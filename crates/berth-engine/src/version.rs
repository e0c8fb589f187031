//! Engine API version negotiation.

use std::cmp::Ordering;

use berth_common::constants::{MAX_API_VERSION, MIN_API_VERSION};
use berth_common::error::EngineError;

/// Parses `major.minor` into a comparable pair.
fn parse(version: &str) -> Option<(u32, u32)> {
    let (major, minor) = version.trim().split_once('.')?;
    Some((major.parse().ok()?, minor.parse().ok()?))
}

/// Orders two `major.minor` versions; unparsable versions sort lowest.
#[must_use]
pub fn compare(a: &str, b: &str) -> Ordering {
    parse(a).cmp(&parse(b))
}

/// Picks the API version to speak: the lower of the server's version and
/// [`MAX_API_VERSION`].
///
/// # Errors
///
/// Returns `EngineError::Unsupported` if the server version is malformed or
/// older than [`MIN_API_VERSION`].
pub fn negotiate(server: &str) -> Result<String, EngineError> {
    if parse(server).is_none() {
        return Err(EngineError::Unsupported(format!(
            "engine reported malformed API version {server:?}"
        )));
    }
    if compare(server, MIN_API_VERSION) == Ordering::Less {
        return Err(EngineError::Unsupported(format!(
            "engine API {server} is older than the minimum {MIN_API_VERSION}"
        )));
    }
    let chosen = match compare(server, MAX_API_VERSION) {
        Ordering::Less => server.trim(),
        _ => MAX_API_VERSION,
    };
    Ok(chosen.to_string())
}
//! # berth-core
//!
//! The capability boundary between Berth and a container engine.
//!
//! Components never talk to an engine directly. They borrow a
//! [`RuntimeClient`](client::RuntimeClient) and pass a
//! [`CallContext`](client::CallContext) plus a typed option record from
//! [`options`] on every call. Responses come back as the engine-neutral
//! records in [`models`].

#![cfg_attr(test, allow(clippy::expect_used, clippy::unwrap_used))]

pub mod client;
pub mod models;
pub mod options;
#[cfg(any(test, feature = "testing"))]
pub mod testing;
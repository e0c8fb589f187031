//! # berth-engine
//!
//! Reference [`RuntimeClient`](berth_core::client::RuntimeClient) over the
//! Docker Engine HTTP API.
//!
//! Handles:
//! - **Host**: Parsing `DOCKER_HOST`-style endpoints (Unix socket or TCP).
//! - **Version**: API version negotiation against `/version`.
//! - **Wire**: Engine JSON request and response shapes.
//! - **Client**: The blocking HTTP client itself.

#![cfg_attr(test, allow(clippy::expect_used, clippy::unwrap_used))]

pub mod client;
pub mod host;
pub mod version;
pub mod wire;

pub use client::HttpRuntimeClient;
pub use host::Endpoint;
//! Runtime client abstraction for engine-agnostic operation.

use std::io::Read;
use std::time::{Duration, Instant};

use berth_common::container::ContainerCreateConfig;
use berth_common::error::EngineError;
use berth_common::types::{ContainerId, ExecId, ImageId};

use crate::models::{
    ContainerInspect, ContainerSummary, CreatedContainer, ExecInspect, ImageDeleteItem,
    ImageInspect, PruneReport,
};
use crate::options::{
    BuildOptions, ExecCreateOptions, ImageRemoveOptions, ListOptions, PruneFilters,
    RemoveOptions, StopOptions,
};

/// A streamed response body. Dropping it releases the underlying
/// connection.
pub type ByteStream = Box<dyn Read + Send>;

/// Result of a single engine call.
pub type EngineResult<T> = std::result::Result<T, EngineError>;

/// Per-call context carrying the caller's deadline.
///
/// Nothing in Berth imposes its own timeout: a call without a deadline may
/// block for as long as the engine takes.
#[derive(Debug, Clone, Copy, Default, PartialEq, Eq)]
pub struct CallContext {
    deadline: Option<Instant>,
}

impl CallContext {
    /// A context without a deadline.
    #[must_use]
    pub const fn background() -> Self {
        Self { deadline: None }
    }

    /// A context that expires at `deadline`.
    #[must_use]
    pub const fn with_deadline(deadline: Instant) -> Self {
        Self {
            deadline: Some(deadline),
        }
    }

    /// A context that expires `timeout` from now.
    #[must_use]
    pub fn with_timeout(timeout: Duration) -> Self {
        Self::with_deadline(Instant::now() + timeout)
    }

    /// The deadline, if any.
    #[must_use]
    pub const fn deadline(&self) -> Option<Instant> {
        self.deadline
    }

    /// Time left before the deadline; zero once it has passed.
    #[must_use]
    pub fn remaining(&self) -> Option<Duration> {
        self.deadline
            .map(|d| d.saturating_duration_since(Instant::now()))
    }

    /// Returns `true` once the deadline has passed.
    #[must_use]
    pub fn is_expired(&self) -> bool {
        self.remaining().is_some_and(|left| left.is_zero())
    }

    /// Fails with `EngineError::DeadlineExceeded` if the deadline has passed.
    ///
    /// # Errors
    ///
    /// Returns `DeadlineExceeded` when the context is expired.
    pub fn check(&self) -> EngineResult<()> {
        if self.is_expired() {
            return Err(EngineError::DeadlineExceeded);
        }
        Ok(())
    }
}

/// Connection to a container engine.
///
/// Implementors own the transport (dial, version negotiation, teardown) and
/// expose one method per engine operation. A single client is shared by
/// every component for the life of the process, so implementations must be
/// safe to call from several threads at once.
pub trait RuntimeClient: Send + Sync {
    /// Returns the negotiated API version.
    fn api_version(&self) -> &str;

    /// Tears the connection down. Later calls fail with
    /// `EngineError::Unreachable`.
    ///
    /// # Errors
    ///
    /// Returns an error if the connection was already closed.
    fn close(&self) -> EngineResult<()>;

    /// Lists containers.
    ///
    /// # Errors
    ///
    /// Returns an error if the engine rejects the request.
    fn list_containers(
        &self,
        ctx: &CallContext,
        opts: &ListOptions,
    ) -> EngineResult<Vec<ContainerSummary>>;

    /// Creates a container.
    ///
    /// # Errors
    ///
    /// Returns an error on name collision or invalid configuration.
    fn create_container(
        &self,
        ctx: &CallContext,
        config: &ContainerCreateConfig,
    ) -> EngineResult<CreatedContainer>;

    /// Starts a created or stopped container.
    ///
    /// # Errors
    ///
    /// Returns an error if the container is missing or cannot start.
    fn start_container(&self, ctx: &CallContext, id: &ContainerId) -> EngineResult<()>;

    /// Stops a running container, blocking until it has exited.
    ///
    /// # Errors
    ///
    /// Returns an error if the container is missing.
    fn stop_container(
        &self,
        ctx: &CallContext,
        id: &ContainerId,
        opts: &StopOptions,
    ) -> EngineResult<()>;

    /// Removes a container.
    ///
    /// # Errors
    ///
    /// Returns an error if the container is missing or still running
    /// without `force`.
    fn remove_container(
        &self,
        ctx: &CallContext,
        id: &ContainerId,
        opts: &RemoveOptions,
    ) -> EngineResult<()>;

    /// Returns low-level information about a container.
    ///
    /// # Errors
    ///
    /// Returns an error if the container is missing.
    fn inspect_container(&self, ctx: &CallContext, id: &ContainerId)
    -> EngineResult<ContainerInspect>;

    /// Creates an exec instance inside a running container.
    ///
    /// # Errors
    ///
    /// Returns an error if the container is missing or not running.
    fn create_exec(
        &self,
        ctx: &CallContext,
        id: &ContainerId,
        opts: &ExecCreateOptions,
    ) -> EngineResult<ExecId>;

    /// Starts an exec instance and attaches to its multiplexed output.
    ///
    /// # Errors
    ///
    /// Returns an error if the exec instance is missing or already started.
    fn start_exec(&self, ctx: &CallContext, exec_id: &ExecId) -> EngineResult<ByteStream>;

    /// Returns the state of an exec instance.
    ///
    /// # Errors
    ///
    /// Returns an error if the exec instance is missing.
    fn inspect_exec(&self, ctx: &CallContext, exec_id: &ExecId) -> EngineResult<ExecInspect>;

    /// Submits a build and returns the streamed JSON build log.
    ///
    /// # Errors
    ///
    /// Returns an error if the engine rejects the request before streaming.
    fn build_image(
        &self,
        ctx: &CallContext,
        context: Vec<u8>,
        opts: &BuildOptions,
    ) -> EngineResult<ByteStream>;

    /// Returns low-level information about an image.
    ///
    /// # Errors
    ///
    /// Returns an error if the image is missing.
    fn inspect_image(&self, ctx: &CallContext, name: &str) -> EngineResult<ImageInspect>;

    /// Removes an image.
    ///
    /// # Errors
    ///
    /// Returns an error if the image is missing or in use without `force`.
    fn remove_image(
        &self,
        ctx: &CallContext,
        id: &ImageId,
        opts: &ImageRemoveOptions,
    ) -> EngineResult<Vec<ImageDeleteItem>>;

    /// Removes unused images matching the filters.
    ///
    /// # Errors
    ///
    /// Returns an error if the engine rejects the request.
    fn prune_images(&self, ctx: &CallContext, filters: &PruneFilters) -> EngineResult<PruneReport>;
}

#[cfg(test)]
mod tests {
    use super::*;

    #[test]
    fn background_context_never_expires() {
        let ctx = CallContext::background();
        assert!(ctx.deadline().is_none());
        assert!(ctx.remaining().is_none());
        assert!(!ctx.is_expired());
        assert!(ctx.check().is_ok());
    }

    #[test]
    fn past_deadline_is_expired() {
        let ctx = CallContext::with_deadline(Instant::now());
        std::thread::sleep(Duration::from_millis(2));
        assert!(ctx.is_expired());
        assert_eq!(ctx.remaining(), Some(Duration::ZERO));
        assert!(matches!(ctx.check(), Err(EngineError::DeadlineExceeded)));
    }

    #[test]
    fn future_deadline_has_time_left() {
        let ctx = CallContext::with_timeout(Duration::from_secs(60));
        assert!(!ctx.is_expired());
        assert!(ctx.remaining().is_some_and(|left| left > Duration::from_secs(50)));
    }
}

※ ※ ※

__ABOUT THIS TASK__
Once each line with "models" in the entries is counted, state the total and nothing else.

__SOLUTION FOR THIS EXERCISE__
3